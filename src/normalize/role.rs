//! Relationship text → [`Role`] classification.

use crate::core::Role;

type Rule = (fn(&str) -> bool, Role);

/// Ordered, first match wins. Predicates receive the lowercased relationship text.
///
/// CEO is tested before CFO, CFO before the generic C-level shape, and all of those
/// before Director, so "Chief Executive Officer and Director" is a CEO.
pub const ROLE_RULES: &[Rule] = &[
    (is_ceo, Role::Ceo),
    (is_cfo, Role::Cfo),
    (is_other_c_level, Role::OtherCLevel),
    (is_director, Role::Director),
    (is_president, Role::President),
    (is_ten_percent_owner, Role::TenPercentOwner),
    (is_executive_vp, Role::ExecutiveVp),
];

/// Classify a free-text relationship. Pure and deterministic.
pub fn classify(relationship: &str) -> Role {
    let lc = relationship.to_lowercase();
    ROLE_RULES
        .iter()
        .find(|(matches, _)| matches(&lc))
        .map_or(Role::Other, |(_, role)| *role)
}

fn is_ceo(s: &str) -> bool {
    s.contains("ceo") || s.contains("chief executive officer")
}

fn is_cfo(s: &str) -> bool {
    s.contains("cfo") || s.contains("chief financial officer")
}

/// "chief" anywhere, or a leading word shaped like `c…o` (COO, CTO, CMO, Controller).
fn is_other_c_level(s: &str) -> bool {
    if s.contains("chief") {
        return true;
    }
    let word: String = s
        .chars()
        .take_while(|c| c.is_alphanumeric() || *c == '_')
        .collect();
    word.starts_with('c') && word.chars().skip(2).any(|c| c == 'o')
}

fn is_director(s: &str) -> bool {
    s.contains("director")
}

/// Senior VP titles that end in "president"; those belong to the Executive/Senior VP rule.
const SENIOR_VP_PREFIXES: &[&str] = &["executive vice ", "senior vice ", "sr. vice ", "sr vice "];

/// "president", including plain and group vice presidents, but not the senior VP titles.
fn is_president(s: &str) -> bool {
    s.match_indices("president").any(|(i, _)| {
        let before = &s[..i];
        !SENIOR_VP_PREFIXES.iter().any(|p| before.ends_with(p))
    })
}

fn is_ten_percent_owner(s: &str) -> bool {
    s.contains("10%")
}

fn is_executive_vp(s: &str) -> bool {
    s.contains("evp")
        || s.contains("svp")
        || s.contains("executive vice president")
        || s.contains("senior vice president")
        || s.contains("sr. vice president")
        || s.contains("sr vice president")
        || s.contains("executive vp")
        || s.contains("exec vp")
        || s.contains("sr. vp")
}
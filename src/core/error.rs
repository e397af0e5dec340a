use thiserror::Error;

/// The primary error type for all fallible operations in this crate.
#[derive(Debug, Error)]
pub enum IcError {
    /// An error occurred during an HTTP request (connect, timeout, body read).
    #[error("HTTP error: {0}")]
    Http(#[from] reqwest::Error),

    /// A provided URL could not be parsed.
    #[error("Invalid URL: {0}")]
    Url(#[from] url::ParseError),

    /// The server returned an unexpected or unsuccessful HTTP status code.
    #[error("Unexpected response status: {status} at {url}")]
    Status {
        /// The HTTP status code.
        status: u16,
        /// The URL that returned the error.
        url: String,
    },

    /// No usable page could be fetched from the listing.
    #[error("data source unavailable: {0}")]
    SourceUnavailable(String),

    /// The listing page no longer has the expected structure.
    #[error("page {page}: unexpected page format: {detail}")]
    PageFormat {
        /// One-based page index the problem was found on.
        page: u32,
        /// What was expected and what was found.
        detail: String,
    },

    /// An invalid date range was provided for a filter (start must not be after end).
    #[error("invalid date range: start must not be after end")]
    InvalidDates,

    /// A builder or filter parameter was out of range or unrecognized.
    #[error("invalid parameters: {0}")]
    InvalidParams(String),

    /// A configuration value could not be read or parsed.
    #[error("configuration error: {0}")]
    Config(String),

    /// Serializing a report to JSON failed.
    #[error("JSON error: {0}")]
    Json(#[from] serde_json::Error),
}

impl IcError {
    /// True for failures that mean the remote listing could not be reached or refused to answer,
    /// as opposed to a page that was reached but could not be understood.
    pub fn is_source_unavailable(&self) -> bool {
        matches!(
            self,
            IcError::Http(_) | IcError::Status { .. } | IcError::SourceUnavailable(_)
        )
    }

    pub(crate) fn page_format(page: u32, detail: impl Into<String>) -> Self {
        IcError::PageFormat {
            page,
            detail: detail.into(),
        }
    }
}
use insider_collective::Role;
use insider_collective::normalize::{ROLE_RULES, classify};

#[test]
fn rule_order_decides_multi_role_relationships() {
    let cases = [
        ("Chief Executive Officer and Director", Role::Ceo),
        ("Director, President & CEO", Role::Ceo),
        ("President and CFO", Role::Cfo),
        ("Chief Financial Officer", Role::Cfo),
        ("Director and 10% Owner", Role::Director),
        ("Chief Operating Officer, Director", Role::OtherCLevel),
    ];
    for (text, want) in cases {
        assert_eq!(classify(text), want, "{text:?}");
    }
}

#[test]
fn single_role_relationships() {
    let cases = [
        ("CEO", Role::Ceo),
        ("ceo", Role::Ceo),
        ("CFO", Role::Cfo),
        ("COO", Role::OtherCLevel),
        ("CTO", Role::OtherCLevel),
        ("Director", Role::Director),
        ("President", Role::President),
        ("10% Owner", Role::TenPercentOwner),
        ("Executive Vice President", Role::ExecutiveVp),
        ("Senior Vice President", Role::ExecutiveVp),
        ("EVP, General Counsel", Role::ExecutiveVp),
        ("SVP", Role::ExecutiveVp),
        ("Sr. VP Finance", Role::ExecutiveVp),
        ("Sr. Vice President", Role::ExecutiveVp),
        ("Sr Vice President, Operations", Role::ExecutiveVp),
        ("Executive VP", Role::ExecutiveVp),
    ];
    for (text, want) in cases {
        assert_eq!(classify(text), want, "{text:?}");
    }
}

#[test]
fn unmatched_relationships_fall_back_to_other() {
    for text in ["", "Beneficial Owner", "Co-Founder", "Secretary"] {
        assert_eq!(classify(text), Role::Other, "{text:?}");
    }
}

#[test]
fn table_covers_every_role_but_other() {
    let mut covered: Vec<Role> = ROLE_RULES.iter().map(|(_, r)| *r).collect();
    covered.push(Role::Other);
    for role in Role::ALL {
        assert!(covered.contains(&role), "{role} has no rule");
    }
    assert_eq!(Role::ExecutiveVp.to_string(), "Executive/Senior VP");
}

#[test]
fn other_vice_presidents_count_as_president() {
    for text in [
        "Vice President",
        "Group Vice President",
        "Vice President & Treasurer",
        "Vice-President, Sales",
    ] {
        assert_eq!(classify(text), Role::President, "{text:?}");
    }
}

### What is expected
Work out how many lines in the data hold the word "TenPercentOwner"; reply with the number alone.

### Answer to this task
2